Epidemiological Transition

Epidemiological Transition (in India)

  • Lifestyles of populations across the world have changed dramatically in the 20th century as a result of advances in science and technology. Most human societies have moved from agrarian diets and active lifestyles to fast foods and sedentary habits.1-3
  • Most pre-industrial societies are characterized by high rates of infant mortality, deaths primarily due to infection or malnutrition, and relatively short average life expectancy. Advances in sanitation, antibiotics, vaccines, and medications have reduced the burden of infectious disease and increased the lifespan.1
  • As societies develop, infant mortality generally declines, the causes of death shifts, and average life expectancy increases. Rapid changes in lifestyle which includes improved nutrition, better hygiene, sedentary lifestyle, and increased tobacco use result in obesity, dyslipidemia, high blood pressure, and heart disease. These changes are collectively known as epidemiological transition.1
  • Epidemiology involves the study of disease frequency and its determinants within the population. Cardiovascular epidemiology began in the 1930s as a result of changes observed in the causes of death. In the 1950s, several epidemiological studies were set in motion with the aim of clarifying the cause of CVD (cardiovascular disease).
  • As a result of epidemiological transition the cause specific deaths from CVD has doubled to 36% of all deaths over the past two decades in India.4 In developed nations the rise in the burden of CVD occurred over several decades due to a long period of epidemiological transition.2, 4
  • In India, perhaps because of the rapid pace of economic development, epidemiological changes have spanned a much shorter time. As a consequence, CVD has emerged as the leading cause of death all over India, with CAD (coronary artery disease) affecting Indians at least 5-6 years earlier than their western counterparts.3, 4
  • Current estimates from different cross-sectional studies indicate the prevalence of CAD to be between 7-13% in urban and 2-7% in rural India (see Heart Disease India).
  • The spiraling rates of modifiable risk factors for CAD across the spectrum of rural to urban segments of our population have been demonstrated by several studies across India.2
  • In addition, migration and urbanization have resulted in an increase in the prevalence of diabetes and obesity.2, 3


1. Enas EA. How to Beat the Heart Disease Epidemic among South Asians: A Prevention and Management Guide for Asian Indians and their Doctors. Downers Grove: Advanced Heart Lipid Clinic  USA; 2011.
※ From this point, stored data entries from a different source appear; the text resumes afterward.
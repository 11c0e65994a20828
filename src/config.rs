//! Menu configuration: parsing and the hot-reloadable store.
//!
//! The config file is optional — a missing file yields `MenuConfig::default()`.
//! Unknown keys are silently ignored by serde (with `deny_unknown_fields` off),
//! though we log a warning when the file contains potential typos. Every
//! population pass snapshots the store once and treats that snapshot as
//! immutable for the duration of the pass.

use std::collections::BTreeMap;
use std::path::{Path, PathBuf};
use std::sync::Arc;

use parking_lot::RwLock;
use serde::{Deserialize, Deserializer};
use thiserror::Error;

use crate::category::SortType;
use crate::menu::ScrollType;

// ============================================================================
// Error Types
// ============================================================================

#[derive(Debug, Error)]
pub enum ConfigError {
    #[error("Failed to read menu config: {0}")]
    Io(#[from] std::io::Error),

    #[error("Invalid TOML in menu config: {0}")]
    Parse(#[from] toml::de::Error),

    #[error("Menu config too large: {0}")]
    TooLarge(String),
}

// ============================================================================
// Configuration Structs
// ============================================================================

/// Top-level menu configuration.
///
/// All fields use `#[serde(default)]` so any subset of keys can be specified.
/// Missing keys fall back to `Default::default()`.
#[derive(Debug, Clone, Default, Deserialize)]
#[serde(default, rename_all = "kebab-case")]
pub struct MenuConfig {
    pub gui_settings: GuiSettings,

    /// Static decorative entries. Only the key names matter to the engine;
    /// the renderer reads the full spec from `extra-items.<key>`.
    pub extra_items: BTreeMap<String, toml::Value>,
}

impl MenuConfig {
    /// Maximum config file size (1 MB).
    const MAX_FILE_SIZE: u64 = 1_048_576;

    /// Load configuration from a TOML file.
    ///
    /// - Missing file → `Ok(MenuConfig::default())`
    /// - Empty file → `Ok(MenuConfig::default())`
    /// - Invalid TOML → `Err(ConfigError::Parse)` with line number info
    /// - Unknown keys → accepted (serde default behavior), logged as warning
    pub fn load(path: &Path) -> Result<Self, ConfigError> {
        match std::fs::metadata(path) {
            Ok(meta) if meta.len() > Self::MAX_FILE_SIZE => {
                return Err(ConfigError::TooLarge(format!(
                    "Menu config is {} bytes (max {} bytes)",
                    meta.len(),
                    Self::MAX_FILE_SIZE
                )));
            }
            Err(e) if e.kind() == std::io::ErrorKind::NotFound => {
                tracing::debug!(path = %path.display(), "No menu config found, using defaults");
                return Ok(Self::default());
            }
            Err(e) => return Err(ConfigError::Io(e)),
            Ok(_) => {}
        }

        let content = match std::fs::read_to_string(path) {
            Ok(c) => c,
            Err(e) if e.kind() == std::io::ErrorKind::NotFound => {
                // Race: file deleted between metadata and read
                tracing::debug!(path = %path.display(), "Menu config disappeared, using defaults");
                return Ok(Self::default());
            }
            Err(e) => return Err(ConfigError::Io(e)),
        };

        if content.trim().is_empty() {
            tracing::debug!(path = %path.display(), "Menu config is empty, using defaults");
            return Ok(Self::default());
        }

        // Parse the TOML content first as a raw table to detect unknown keys.
        // `categories.<id>` sections are read by the element renderer, not by
        // the engine, so they count as known.
        if let Ok(raw) = content.parse::<toml::Table>() {
            let known_keys = ["gui-settings", "extra-items", "categories"];
            for key in raw.keys() {
                if !known_keys.contains(&key.as_str()) {
                    tracing::warn!(key = %key, "Unknown key in menu config, ignoring");
                }
            }
        }

        let config: MenuConfig = toml::from_str(&content)?;
        tracing::info!(
            path = %path.display(),
            sort = %config.gui_settings.sort_type,
            dynamic = config.gui_settings.dynamic_gui,
            "Loaded menu configuration"
        );
        Ok(config)
    }
}

/// The `gui-settings` section.
#[derive(Debug, Clone, Deserialize)]
#[serde(default, rename_all = "kebab-case")]
pub struct GuiSettings {
    /// Menu title template. Supports `%page%` / `%pages%`.
    pub title: String,

    /// Container height for the paged variant.
    pub rows: u8,

    /// Use the scrolling container instead of the paged one.
    /// Only honored when a valid `scrolling-type` is also set.
    pub scrolling_gui: bool,

    #[serde(deserialize_with = "de_scroll_type")]
    pub scrolling_type: Option<ScrollType>,

    pub sort_type: SortType,

    /// Hide categories the viewer lacks the permission node for.
    pub use_category_permissions: bool,

    /// Hide categories with zero accessible tags for the viewer.
    pub only_unlocked_categories: bool,

    /// Repopulate the open view on an interval instead of once.
    pub dynamic_gui: bool,

    /// Refresh interval in milliseconds. 0 disables dynamic refresh even when
    /// `dynamic-gui` is set.
    pub dynamic_speed: u64,

    /// Cache rendered category elements across sessions. Disable when display
    /// specs embed per-viewer placeholders that must never be stale.
    pub cache_icons: bool,

    /// Run the one-shot population off the caller's execution path.
    /// Independent of `dynamic-gui`.
    pub add_pages_asynchronously: bool,

    /// Refresh the title (page placeholders) after population and page
    /// navigation.
    pub update_title: bool,
}

impl Default for GuiSettings {
    fn default() -> Self {
        Self {
            title: "Category Menu".to_string(),
            rows: 6,
            scrolling_gui: false,
            scrolling_type: None,
            sort_type: SortType::default(),
            use_category_permissions: false,
            only_unlocked_categories: false,
            dynamic_gui: false,
            dynamic_speed: 150,
            cache_icons: true,
            add_pages_asynchronously: false,
            update_title: true,
        }
    }
}

/// An unrecognized scrolling-type falls back to the paged container rather
/// than failing the load.
fn de_scroll_type<'de, D>(deserializer: D) -> Result<Option<ScrollType>, D::Error>
where
    D: Deserializer<'de>,
{
    let raw = Option::<String>::deserialize(deserializer)?;
    Ok(raw.and_then(|s| match s.parse() {
        Ok(st) => Some(st),
        Err(()) => {
            tracing::warn!(value = %s, "Unknown scrolling-type, using paged container");
            None
        }
    }))
}

// ============================================================================
// Hot-reloadable store
// ============================================================================

/// Shared handle to the current menu configuration.
///
/// Reads are cheap (`Arc` clone); `reload` re-reads the backing file in place
/// so open sessions pick the new values up on their next population pass.
pub struct ConfigStore {
    path: Option<PathBuf>,
    current: RwLock<Arc<MenuConfig>>,
}

impl ConfigStore {
    /// Load the store from a TOML file, remembering the path for reloads.
    pub fn load(path: impl Into<PathBuf>) -> Result<Self, ConfigError> {
        let path = path.into();
        let config = MenuConfig::load(&path)?;
        Ok(Self {
            path: Some(path),
            current: RwLock::new(Arc::new(config)),
        })
    }

    /// Wrap an already-built config. `reload` keeps the given value.
    pub fn from_config(config: MenuConfig) -> Self {
        Self {
            path: None,
            current: RwLock::new(Arc::new(config)),
        }
    }

    /// Snapshot of the current configuration.
    pub fn current(&self) -> Arc<MenuConfig> {
        Arc::clone(&self.current.read())
    }

    /// Re-read the backing file. A parse failure leaves the previous
    /// configuration in place.
    pub fn reload(&self) -> Result<(), ConfigError> {
        let Some(path) = &self.path else {
            return Ok(());
        };
        let config = MenuConfig::load(path)?;
        *self.current.write() = Arc::new(config);
        Ok(())
    }
}

// ============================================================================
// Tests
// ============================================================================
2. Prabhakaran D, Shah P, Chaturvedi V, Ramakrishnan L, Manhapra A, Reddy KS. Cardiovascular risk factor prevalence among men in a large industry of northern India. Natl Med J India. Mar-Apr 2005;18(2):59-65.

3. Prabhakaran D, Yusuf S. Cardiovascular disease in India: lessons learnt & challenges ahead. Indian J Med Res. Nov 2010;132(5):529-530.

4. Thakur JS, Pala S, Sharma Y. Integrated non-communicable disease control program in northerpart of india: lessons from a demonstration project in low resource settings of adeveloping country. CVD  Prevention and Control. 2010;4:193-199.